The overwhelming feeling after sitting through almost two hours of the latest Robin Hood iteration to hit the big screen is: Did we really need this movie?

Similarly to Guy Richie’s frenetic, frequently confusing re-imagining of the King Arthur legend, Robin Hood manages to be both action-packed and mind-numbingly boring. Quite the feat.

Peaky Blinders director Otto Bathurst makes his feature debut with Welsh actor Taron Egerton, probably best known for his role in Kingsman: The Secret Service, taking on the leading role of Robin of Loxley.

Taron Egerton is Robin of Loxley in this overly long, frequently boring movie

He’s a charming young Nottingham nobleman with a heart of gold, as evidenced from the opening sequence when he wins over a masked Marian (Eve Hewson), who he has caught trying to steal one of his horses. Robin doesn’t hold a grudge and a romance quickly develops between the pair, recounted in a mortifying montage where the young lovers kiss and twirl around his bedroom.

The spell is broken when Robin is drafted to fight in the Crusades in Arabia by the Sheriff of Nottingham (Ben Mendelsohn) and he is forced to go to battle in a war his heart is not in. After years away, Robin is unceremoniously ejected from the war effort due to stepping out of line. He returns home to discover his land has been seized by the despotic sheriff, and, even more heartbreakingly, Marian has moved on with another man, Will Scarlet (Jamie Dornan).

Jamie Dornan as Will Scarlet in Robin Hood

So shocked is our Robin by this development that he actually throws up and runs off before Marian can catch sight of him. While nursing a broken heart, Robin is taken under the wing of John (Jamie Foxx), a warrior he met at the Crusades, who decides they must take up arms against the tyrannical Sheriff of Nottingham for once and for all. 

Thus we are treated to one of the more enjoyable sequences in the film, as John gives Robin a masterclass in archery and bestows upon him a bow that gives the arrows the force of gun shots. Handy that.

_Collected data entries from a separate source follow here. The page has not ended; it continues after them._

//! Catalog backed by a JSON file.

use crate::{OpportunityProvider, ProviderError, filter_by_chains};
use async_trait::async_trait;
use std::path::{Path, PathBuf};
use tracing::debug;
use yield_opt_domain::YieldOpportunity;

/// Reads a JSON array of opportunities from disk on every request,
/// so edits to the file are picked up without a restart.
#[derive(Debug, Clone)]
pub struct JsonFileCatalog {
    path: PathBuf,
}

impl JsonFileCatalog {
    #[must_use]
    pub fn new(path: impl Into<PathBuf>) -> Self {
        Self { path: path.into() }
    }

    #[must_use]
    pub fn path(&self) -> &Path {
        &self.path
    }
}

#[async_trait]
impl OpportunityProvider for JsonFileCatalog {
    async fn get_opportunities(
        &self,
        chains: &[String],
    ) -> Result<Vec<YieldOpportunity>, ProviderError> {
        let raw = tokio::fs::read_to_string(&self.path)
            .await
            .map_err(|source| ProviderError::Io {
                path: self.path.clone(),
                source,
            })?;
        let opportunities: Vec<YieldOpportunity> = serde_json::from_str(&raw)?;
        debug!(path = %self.path.display(), count = opportunities.len(), "Loaded catalog file");
        Ok(filter_by_chains(opportunities, chains))
    }

    fn name(&self) -> &'static str {
        "json-file"
    }
}

#[cfg(test)]
mod tests {
    use super::*;
    use std::io::Write;
    use yield_opt_domain::testkit::OpportunityBuilder;

    #[tokio::test]
    async fn test_reads_catalog_file() {
        let opps = vec![
            OpportunityBuilder::new("a").chain("Base").build(),
            OpportunityBuilder::new("b").chain("Arbitrum").build(),
        ];
        let mut file = tempfile::NamedTempFile::new().unwrap();
        file.write_all(serde_json::to_string(&opps).unwrap().as_bytes())
            .unwrap();

        let catalog = JsonFileCatalog::new(file.path());
        let all = catalog.get_opportunities(&[]).await.unwrap();
        assert_eq!(all, opps);

        let arbitrum = catalog
            .get_opportunities(&["Arbitrum".to_string()])
            .await
            .unwrap();
        assert_eq!(arbitrum.len(), 1);
        assert_eq!(arbitrum[0].id, "b");
    }

    #[tokio::test]
    async fn test_missing_file_is_io_error() {
        let dir = tempfile::tempdir().unwrap();
        let catalog = JsonFileCatalog::new(dir.path().join("missing.json"));
        let err = catalog.get_opportunities(&[]).await.unwrap_err();
        assert!(matches!(err, ProviderError::Io { .. }));
    }

    #[tokio::test]
    async fn test_malformed_file_is_parse_error() {
        let mut file = tempfile::NamedTempFile::new().unwrap();
        file.write_all(b"{ not json").unwrap();
        let catalog = JsonFileCatalog::new(file.path());
        let err = catalog.get_opportunities(&[]).await.unwrap_err();
        assert!(matches!(err, ProviderError::Parse(_)));
    }
}
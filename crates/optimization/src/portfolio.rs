//! Portfolio aggregation.
//!
//! Rolls the allocation plan up into blended APY and risk, diversification,
//! rebalance cadence, monitoring level, exit strategy and hedging notes.

use crate::allocation::AllocationPlan;
use crate::diversification::{DiversificationConfig, diversification_score};
use rust_decimal::Decimal;
use yield_opt_domain::entities::{MINUTES_PER_DAY, MINUTES_PER_HOUR};
use yield_opt_domain::enums::{MonitoringLevel, TimeHorizon};
use yield_opt_domain::math::{round_to, weight};
use yield_opt_domain::{Allocation, OptimizationRequest, OptimizedPortfolio};

/// Risk score above which a position calls for a stablecoin buffer.
pub const HEDGE_RISK_THRESHOLD: Decimal = Decimal::from_parts(7, 0, 0, false, 0);

/// Percentage-weighted average of `value` over the allocations.
#[must_use]
pub fn weighted_average<F>(allocations: &[Allocation], value: F) -> Decimal
where
    F: Fn(&Allocation) -> Decimal,
{
    allocations
        .iter()
        .map(|a| weight(a.percentage) * value(a))
        .sum()
}

/// Builds the portfolio view of an allocation plan.
///
/// # Arguments
/// * `plan` - Allocations and leftover cash from the allocator
/// * `request` - The request the plan was built for
/// * `diversification` - Bounds for the diversification score
///
/// # Returns
/// The aggregated portfolio; an empty plan yields zeroed figures and a cash
/// exit strategy.
#[must_use]
pub fn build_portfolio(
    plan: AllocationPlan,
    request: &OptimizationRequest,
    diversification: &DiversificationConfig,
) -> OptimizedPortfolio {
    let allocations = plan.allocations;

    let total_apy = weighted_average(&allocations, |a| a.opportunity.apy);
    let risk_score = weighted_average(&allocations, |a| a.opportunity.risk_score);
    let diversification_score = diversification_score(&allocations, diversification);

    OptimizedPortfolio {
        total_apy: round_to(total_apy, 2),
        risk_score: round_to(risk_score, 2),
        diversification_score: round_to(diversification_score, 2),
        rebalance_frequency: request.time_horizon.rebalance_frequency().to_string(),
        monitoring_level: MonitoringLevel::from_risk_score(risk_score),
        exit_strategy: exit_strategy(&allocations, request.time_horizon),
        hedging_recommendations: hedging_recommendations(&allocations),
        unallocated_cash: plan.unallocated_cash,
        allocations,
    }
}

/// Describes how the portfolio would be unwound.
#[must_use]
pub fn exit_strategy(allocations: &[Allocation], horizon: TimeHorizon) -> String {
    if allocations.is_empty() {
        return "No positions allocated; capital remains in cash and can be withdrawn immediately"
            .to_string();
    }
    if horizon == TimeHorizon::Short {
        return "Maintain 20% in instant-liquidity positions for quick exits".to_string();
    }
    if allocations.iter().any(|a| a.opportunity.lockup_period > 0) {
        return "Stagger exits over 2-4 weeks to minimize market impact".to_string();
    }

    let slowest = allocations
        .iter()
        .filter_map(|a| a.opportunity.liquidity_metrics.exit_time_minutes)
        .max();
    let unknown = allocations
        .iter()
        .filter(|a| a.opportunity.liquidity_metrics.exit_time_minutes.is_none())
        .count();

    let mut message = match slowest {
        Some(minutes) => format!(
            "Portfolio can be fully exited within {} under normal conditions",
            describe_minutes(minutes)
        ),
        None => "Exit times are not published for any position; plan exits manually".to_string(),
    };
    if slowest.is_some() && unknown > 0 {
        message.push_str(&format!(
            " (exit time unknown for {unknown} position{})",
            if unknown == 1 { "" } else { "s" }
        ));
    }
    message
}

fn describe_minutes(minutes: u64) -> String {
    let (value, unit) = if minutes < MINUTES_PER_HOUR {
        (minutes.max(1), "minute")
    } else if minutes < MINUTES_PER_DAY {
        (minutes.div_ceil(MINUTES_PER_HOUR), "hour")
    } else {
        (minutes.div_ceil(MINUTES_PER_DAY), "day")
    };
    if value == 1 {
        format!("1 {unit}")
    } else {
        format!("{value} {unit}s")
    }
}

/// Hedging notes triggered by the portfolio's exposures.
///
/// The stop-loss line is always present.
#[must_use]
pub fn hedging_recommendations(allocations: &[Allocation]) -> Vec<String> {
    let mut recommendations = Vec::new();

    if allocations.iter().any(|a| a.opportunity.has_eth_exposure()) {
        recommendations.push("Consider ETH perpetual futures hedge for directional exposure".to_string());
    }
    if allocations
        .iter()
        .any(|a| a.opportunity.has_risk("Impermanent Loss"))
    {
        recommendations.push("Use options strategies to hedge impermanent loss risk".to_string());
    }
    if allocations
        .iter()
        .any(|a| a.opportunity.risk_score > HEDGE_RISK_THRESHOLD)
    {
        recommendations
            .push("Maintain 15-25% allocation in stablecoins for risk management".to_string());
    }
    recommendations
        .push("Set up automated stop-losses for positions exceeding 8.0 risk score".to_string());

    recommendations
}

Along with some improvised, powerlifting-style exercises, Robin transforms before our eyes into a fighting machine who can fire off arrows seemingly faster than the speed of light, even while falling backwards through the air. It's impressive stuff.

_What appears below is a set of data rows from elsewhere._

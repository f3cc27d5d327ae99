//! The optimization pipeline.
//!
//! Catalog → filter → score → allocate → aggregate, then recommendations,
//! alternatives, risk analysis, backtest and monitoring over the result.

use crate::allocation::{AllocationConfig, AllocationStrategy, TieredAllocator};
use crate::alternatives::generate_alternatives;
use crate::diversification::DiversificationConfig;
use crate::error::OptimizerError;
use crate::filter::filter_opportunities;
use crate::metrics::calculate_metrics;
use crate::monitoring::build_monitoring_plan;
use crate::objective::{ScoringObjective, ScoringWeights, WeightedMultiFactor};
use crate::portfolio::build_portfolio;
use crate::recommendations::{RecommendationThresholds, generate_recommendations};
use crate::risk::analyze_risk;
use crate::scoring::score_opportunities;
use chrono::Utc;
use tracing::{debug, info, warn};
use yield_opt_data::{OpportunityProvider, filter_by_chains};
use yield_opt_domain::{OptimizationReport, OptimizationRequest, YieldOpportunity};
use yield_opt_simulation::prelude::{BacktestConfig, BacktestSimulator, ReturnPathGenerator};

/// Tunables of every pipeline stage. `Default` reproduces the dashboard's behavior.
#[derive(Debug, Clone, Default)]
pub struct OptimizerConfig {
    pub weights: ScoringWeights,
    pub allocation: AllocationConfig,
    pub diversification: DiversificationConfig,
    pub recommendations: RecommendationThresholds,
    pub backtest: BacktestConfig,
}

/// Stateless optimizer; one instance serves any number of requests.
pub struct Optimizer {
    config: OptimizerConfig,
    objective: Box<dyn ScoringObjective>,
    allocator: Box<dyn AllocationStrategy>,
    backtest: BacktestSimulator,
}

impl Default for Optimizer {
    fn default() -> Self {
        Self::new(OptimizerConfig::default())
    }
}

impl std::fmt::Debug for Optimizer {
    fn fmt(&self, f: &mut std::fmt::Formatter<'_>) -> std::fmt::Result {
        f.debug_struct("Optimizer")
            .field("config", &self.config)
            .field("allocator", &self.allocator.name())
            .finish_non_exhaustive()
    }
}

impl Optimizer {
    /// Builds the weighted multi-factor scorer and tiered allocator from `config`.
    #[must_use]
    pub fn new(config: OptimizerConfig) -> Self {
        Self {
            objective: Box::new(WeightedMultiFactor::new(config.weights.clone())),
            allocator: Box::new(TieredAllocator::new(config.allocation.clone())),
            backtest: BacktestSimulator::new(config.backtest.clone()),
            config,
        }
    }

    /// Replaces the scoring objective.
    #[must_use]
    pub fn with_objective(mut self, objective: Box<dyn ScoringObjective>) -> Self {
        self.objective = objective;
        self
    }

    /// Replaces the allocation strategy.
    #[must_use]
    pub fn with_allocator(mut self, allocator: Box<dyn AllocationStrategy>) -> Self {
        self.allocator = allocator;
        self
    }

    #[must_use]
    pub fn config(&self) -> &OptimizerConfig {
        &self.config
    }

    /// Backtest simulator, used by hosts to build seeded return paths.
    #[must_use]
    pub fn backtest(&self) -> &BacktestSimulator {
        &self.backtest
    }

    /// Runs the full pipeline over an already fetched catalog.
    ///
    /// Opportunities outside `request.preferred_chains` are dropped here as
    /// well, so the result does not depend on the provider honoring the chain
    /// filter. Apart from `path` and the timestamp, the output is a pure
    /// function of the inputs.
    ///
    /// # Errors
    /// Returns [`OptimizerError::Validation`] when the request is malformed.
    pub fn optimize(
        &self,
        request: &OptimizationRequest,
        opportunities: Vec<YieldOpportunity>,
        path: &mut dyn ReturnPathGenerator,
    ) -> Result<OptimizationReport, OptimizerError> {
        request.validate()?;

        let catalog_size = opportunities.len();
        let on_chain = filter_by_chains(opportunities, &request.preferred_chains);
        let eligible = filter_opportunities(on_chain, &request.constraints);
        debug!(
            catalog = catalog_size,
            eligible = eligible.len(),
            "Constraint filter applied"
        );

        let scored = score_opportunities(eligible, request, self.objective.as_ref());
        let plan = self.allocator.allocate(&scored, request);
        debug!(
            allocator = self.allocator.name(),
            positions = plan.allocations.len(),
            unallocated = %plan.unallocated_cash,
            "Allocation complete"
        );

        let portfolio = build_portfolio(plan, request, &self.config.diversification);
        if portfolio.is_empty() {
            warn!(
                catalog = catalog_size,
                "No opportunity survived filtering and minimum deposits"
            );
        }

        let recommendations =
            generate_recommendations(&portfolio, request, &self.config.recommendations);
        let metrics = calculate_metrics(&portfolio, &self.config.diversification);
        let alternative_strategies = generate_alternatives(&scored);
        let risk_analysis = analyze_risk(&portfolio);
        let backtest_results = self.backtest.run(portfolio.total_apy, path);
        let monitoring_plan = build_monitoring_plan(&portfolio);

        info!(
            positions = portfolio.allocations.len(),
            total_apy = %portfolio.total_apy,
            risk_score = %portfolio.risk_score,
            diversification = %portfolio.diversification_score,
            "Portfolio optimized"
        );

        Ok(OptimizationReport {
            portfolio,
            recommendations,
            metrics,
            alternative_strategies,
            risk_analysis,
            backtest_results,
            monitoring_plan,
            timestamp: Utc::now(),
        })
    }

    /// Validates the request, fetches the catalog from `provider` and runs the pipeline.
    ///
    /// # Errors
    /// Returns [`OptimizerError::Validation`] before touching the provider when
    /// the request is malformed, and [`OptimizerError::Provider`] when the
    /// catalog cannot be fetched.
    pub async fn optimize_from(
        &self,
        provider: &dyn OpportunityProvider,
        request: &OptimizationRequest,
        path: &mut (dyn ReturnPathGenerator + Send),
    ) -> Result<OptimizationReport, OptimizerError> {
        request.validate()?;

        let opportunities = provider
            .get_opportunities(&request.preferred_chains)
            .await
            .inspect_err(|e| warn!(provider = provider.name(), error = %e, "Catalog fetch failed"))?;
        debug!(
            provider = provider.name(),
            count = opportunities.len(),
            "Catalog fetched"
        );

        self.optimize(request, opportunities, path)
    }
}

Jamie Foxx's John gives young Robin a masterclass in archery

Having completed his origins journey from a preening, spoiled nobleman to an avenging outlaw, Robin sets out to reclaim the riches the Sheriff has built up through crippling taxation. With the townspeople at breaking point, a masked Robin (now known as 'The Hood') quickly becomes a hero. As his notoriety grows, the sheriff and his superior, a Cardinal played with menace by F. Murray Abraham, become ever more determined to stop him in his tracks.

Ben Mendelsohn as the conniving Sheriff of Nottingham

The overstuffed plot, blandly imagined and CGI-heavy landscapes, weak dialogue and lame attempts to be relevant combine to make this Robin Hood origins story a laborious watch. Even the seriously impressive cast can't do much to drum up excitement, with the always excellent Ben Mendelsohn and Jamie Foxx struggling under the burden of a deficient script. Eve Hewson, as the only female character of note, does her best and has undeniable star quality, but she doesn't have nearly enough to do. It's a pity she wasn't given a run out in one of the many, many action sequences.

As with King Arthur: Legend of the Sword, which was intended to the the first of six films, Robin Hood tees itself up nicely for a sequel in the closing moments. Judging by how quickly the audience members darted from their seats as the closing credits rolled, there won't likely be a huge appetite for this.